Granted, as the New York Times described it, the creators of the VIP Art Fair did what they could: “Individual works,” they reported, “have ‘scale’ buttons under them that you can click to produce a little gray doppelganger of a real-world fairgoer (in silhouette with arms crossed, as if contemplating the work) to get an idea of its size.”  But anyone who really thinks that this suffices has no real sense of what art is – and only of, well, what “shopping” is, like the way department store web sites allow you to “try on” an item of clothing. (Noted ArtInfo.com, “Like Starbucks, VIP has its own lingo when it comes to the different sizes, though here instead of ‘Grande’ and ‘Tall,’ one selected among ‘Premier Large,’ ‘Premier Medium,’ ‘Premier Small,’ and ‘Emerging’ galleries, as well as sections for ‘Focus’ solo shows and ‘Multiples & Editions’ being sold by museums and institutions.” The cutesy-ness would be nauseating if it weren’t, in principle alone, so thoroughly offensive to begin with.)

In the recent world of art speculation, the ‘scale button’ concept might suffice for some – but even speculators, on the whole, want the real thing.  If nothing else, they need to check condition, never mind the desire to assess a work’s presence in a room, its proportionality, the way it reflects shadow and light.  After all, if a picture of a picture really were enough, who would ever visit the museums?
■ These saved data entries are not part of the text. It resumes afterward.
use layerforge_core::MaterialProfile;
use layerforge_settings::{Config, SettingsError, StartPolicy};
use tempfile::tempdir;

#[test]
fn test_default_config_is_valid() {
    let config = Config::default();
    assert!(config.validate().is_ok());
    assert_eq!(config.materials.len(), 1);
    assert_eq!(config.toolpath.start_policy, StartPolicy::Incremented);
}

#[test]
fn test_toml_round_trip() {
    let dir = tempdir().unwrap();
    let path = dir.path().join("config.toml");

    let mut config = Config::default();
    config.toolpath.overrun = 1.25;
    config.toolpath.start_policy = StartPolicy::Random;
    config.toolpath.random_seed = Some(42);
    config
        .materials
        .push(MaterialProfile::new("petg", 0.5, 1.0));

    config.save_to_file(&path).unwrap();
    let loaded = Config::load_from_file(&path).unwrap();
    assert_eq!(loaded, config);
}

#[test]
fn test_json_round_trip() {
    let dir = tempdir().unwrap();
    let path = dir.path().join("nested").join("config.json");

    let mut config = Config::default();
    config.tolerances.machine_resolution = 0.05;
    config.tolerances.point_resolution = 0.005;

    config.save_to_file(&path).unwrap();
    let loaded = Config::load_from_file(&path).unwrap();
    assert_eq!(loaded, config);
}

#[test]
fn test_partial_file_uses_defaults() {
    let dir = tempdir().unwrap();
    let path = dir.path().join("partial.toml");
    std::fs::write(&path, "[toolpath]\nhatch_angle = 45.0\n").unwrap();

    let loaded = Config::load_from_file(&path).unwrap();
    assert_eq!(loaded.toolpath.hatch_angle, 45.0);
    assert_eq!(loaded.toolpath.travel_feed, 4800.0);
    assert_eq!(loaded.tolerances, Config::default().tolerances);
}

#[test]
fn test_unsupported_extension() {
    let dir = tempdir().unwrap();
    let path = dir.path().join("config.yaml");
    let err = Config::default().save_to_file(&path).unwrap_err();
    assert!(matches!(err, SettingsError::UnsupportedFormat(_)));
}

#[test]
fn test_load_or_default_missing_file() {
    let dir = tempdir().unwrap();
    let config = Config::load_or_default(&dir.path().join("absent.toml")).unwrap();
    assert_eq!(config, Config::default());
}

#[test]
fn test_validation_failures() {
    let mut config = Config::default();
    config.toolpath.travel_feed = 0.0;
    assert!(config.validate().is_err());

    let mut config = Config::default();
    config.materials.clear();
    assert!(config.validate().is_err());

    let mut config = Config::default();
    config.materials.push(MaterialProfile::default());
    assert!(config.validate().is_err());

    let mut config = Config::default();
    config.tolerances.swell = 0.5;
    assert!(matches!(
        config.validate(),
        Err(SettingsError::Validation(_))
    ));
}

#[test]
fn test_hatch_angle_alternation() {
    let config = Config::default();
    assert_eq!(config.toolpath.hatch_angle_for_layer(0), 0.0);
    assert_eq!(config.toolpath.hatch_angle_for_layer(1), 90.0);
    assert_eq!(config.toolpath.hatch_angle_for_layer(2), 0.0);
}

#[test]
fn test_material_registry_from_config() {
    let mut config = Config::default();
    config
        .materials
        .push(MaterialProfile::new("petg", 0.5, 1.0));
    let registry = config.material_registry();

    assert_eq!(registry.len(), 2);
    let petg = registry.find_by_name("petg").unwrap();
    assert_eq!(registry.get(petg).unwrap().infill_width, 1.0);
}
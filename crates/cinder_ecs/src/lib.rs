//! # cinder_ecs
//!
//! Dense, per-type component storage with lazy multi-store views.
//!
//! This crate provides:
//!
//! - [`Entity`] — lightweight `u32` entity identifiers, `0` reserved as null.
//! - [`Component`] trait — the mechanical contract all stored data satisfies.
//! - [`ComponentStore`] — three index-aligned containers per component type:
//!   dense values, dense owners, and a reverse lookup. O(1) create,
//!   swap-erase remove, O(1) membership probes.
//! - [`ComponentLibrary`] — name-keyed registry owning one store per
//!   registered type for a scene instance; the unit of whole-scene
//!   copy/merge/remap.
//! - [`View`] / [`ConstView`] — lazy iterators over the intersection of up
//!   to four stores, driven by the smallest store's dense entity array.
//!
//! Stores have no internal locking: callers partition access so each store
//! has at most one writer at a time, and the borrow checker enforces that no
//! structural mutation races a live view.

pub mod component;
pub mod entity;
pub mod error;
pub mod library;
pub mod store;
pub mod view;

pub use component::{Component, ComponentRecord};
pub use entity::{Entity, EntityAllocator};
pub use error::EcsError;
pub use library::{ComponentLibrary, LibraryEntry};
pub use store::{AnyComponentStore, ComponentStore};
pub use view::{ConstView, View};
//! Scene instances — a component library plus an entity allocator.
//!
//! A [`Scene`] is one world instance. It owns the per-type component stores
//! through a [`ComponentLibrary`] and is the single source of entity identity
//! for everything stored in them. Scene-level duplicate ([`Scene::copy_from`])
//! and merge ([`Scene::merge_from`]) compose out of the per-type store
//! operations; merge re-seeds the incoming entity space first so store-level
//! entity collisions cannot occur.

use std::collections::HashMap;

use tracing::debug;

use cinder_ecs::{Component, ComponentLibrary, ComponentStore, EcsError, Entity, EntityAllocator};

/// One world instance: registered component stores plus entity allocation.
///
/// All scenes meant to be copied or merged into each other must be built by
/// the same registration sequence (the same scene *type*).
#[derive(Default)]
pub struct Scene {
    library: ComponentLibrary,
    allocator: EntityAllocator,
}

impl Scene {
    /// Create an empty scene with no registered component types.
    #[must_use]
    pub fn new() -> Self {
        Self {
            library: ComponentLibrary::new(),
            allocator: EntityAllocator::new(),
        }
    }

    /// Register component type `T`. Part of scene-type definition; see
    /// [`ComponentLibrary::register`].
    pub fn register<T: Component>(&mut self, version: u64) -> &mut ComponentStore<T> {
        self.library.register::<T>(version)
    }

    /// Allocate a fresh entity ID.
    pub fn create_entity(&mut self) -> Entity {
        self.allocator.allocate()
    }

    /// The scene's component library.
    #[must_use]
    pub fn library(&self) -> &ComponentLibrary {
        &self.library
    }

    /// The scene's component library, mutably.
    pub fn library_mut(&mut self) -> &mut ComponentLibrary {
        &mut self.library
    }

    /// Attach a default-constructed `T` to `entity`.
    ///
    /// # Panics
    ///
    /// Panics if `T` is not registered, or on the preconditions of
    /// [`ComponentStore::create`].
    pub fn create<T: Component>(&mut self, entity: Entity) -> &mut T {
        self.store_mut::<T>().create(entity)
    }

    /// Returns `entity`'s `T` component, if present.
    #[must_use]
    pub fn get<T: Component>(&self, entity: Entity) -> Option<&T> {
        self.store::<T>().get(entity)
    }

    /// Returns `entity`'s `T` component mutably, if present.
    #[must_use]
    pub fn get_mut<T: Component>(&mut self, entity: Entity) -> Option<&mut T> {
        self.store_mut::<T>().get_mut(entity)
    }

    /// Returns `true` if `entity` has a `T` component.
    #[must_use]
    pub fn contains<T: Component>(&self, entity: Entity) -> bool {
        self.store::<T>().contains(entity)
    }

    /// Detach `entity`'s `T` component, if present.
    pub fn remove<T: Component>(&mut self, entity: Entity) {
        self.store_mut::<T>().remove(entity);
    }

    /// Typed access to `T`'s store.
    ///
    /// # Panics
    ///
    /// Panics if `T` is not registered in this scene.
    #[must_use]
    pub fn store<T: Component>(&self) -> &ComponentStore<T> {
        self.library
            .store::<T>()
            .unwrap_or_else(|| panic!("'{}' is not registered in this scene", T::type_name()))
    }

    /// Typed mutable access to `T`'s store.
    ///
    /// # Panics
    ///
    /// Panics if `T` is not registered in this scene.
    pub fn store_mut<T: Component>(&mut self) -> &mut ComponentStore<T> {
        self.library
            .store_mut::<T>()
            .unwrap_or_else(|| panic!("'{}' is not registered in this scene", T::type_name()))
    }

    /// Mutable access to two stores at once, for passes that view both.
    ///
    /// # Panics
    ///
    /// Panics if either type is not registered in this scene.
    pub fn store_pair_mut<A: Component, B: Component>(
        &mut self,
    ) -> (&mut ComponentStore<A>, &mut ComponentStore<B>) {
        self.library.store_pair_mut::<A, B>().unwrap_or_else(|| {
            panic!(
                "'{}' or '{}' is not registered in this scene",
                A::type_name(),
                B::type_name()
            )
        })
    }

    /// Replace this scene's contents with a value copy of `other` — the
    /// "editable snapshot of a canonical scene" operation.
    ///
    /// Allocator state is copied too, so entities created afterwards in
    /// either scene never collide with copied ones.
    ///
    /// # Panics
    ///
    /// Panics if the two scenes were built from different registered sets.
    pub fn copy_from(&mut self, other: &Scene) {
        self.library.copy_from(&other.library);
        self.allocator = other.allocator.clone();
        debug!(entities = self.library.all_entities().len(), "scene copied");
    }

    /// Move `other`'s contents into this scene.
    ///
    /// Every entity in `other` is re-seeded through this scene's allocator
    /// and `other`'s stores are remapped accordingly before the per-type
    /// merge, so the two ID spaces cannot collide. `other` is left remapped
    /// and should be discarded.
    ///
    /// # Panics
    ///
    /// Panics if the two scenes were built from different registered sets.
    pub fn merge_from(&mut self, other: &mut Scene) -> Result<(), EcsError> {
        let incoming = other.library.all_entities();
        let mut mapping: HashMap<Entity, Entity> = HashMap::with_capacity(incoming.len());
        for entity in incoming {
            mapping.insert(entity, self.allocator.allocate());
        }

        other.library.remap(&mapping);
        self.library.merge_from(&other.library)?;
        debug!(entities = mapping.len(), "scene merged");
        Ok(())
    }
}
Many years ago, in fact, I drove with my then-boyfriend from Basel down to Florence, where we parked the car – quite coincidentally – along the side of the Santa Maria Novella – a church I had studied in delicious detail in college art history classes.  Seeing it rising there in front of me, I burst into tears: There it was.  Right there. In front of me.  To see, to touch, to surround myself in.  That is what art is.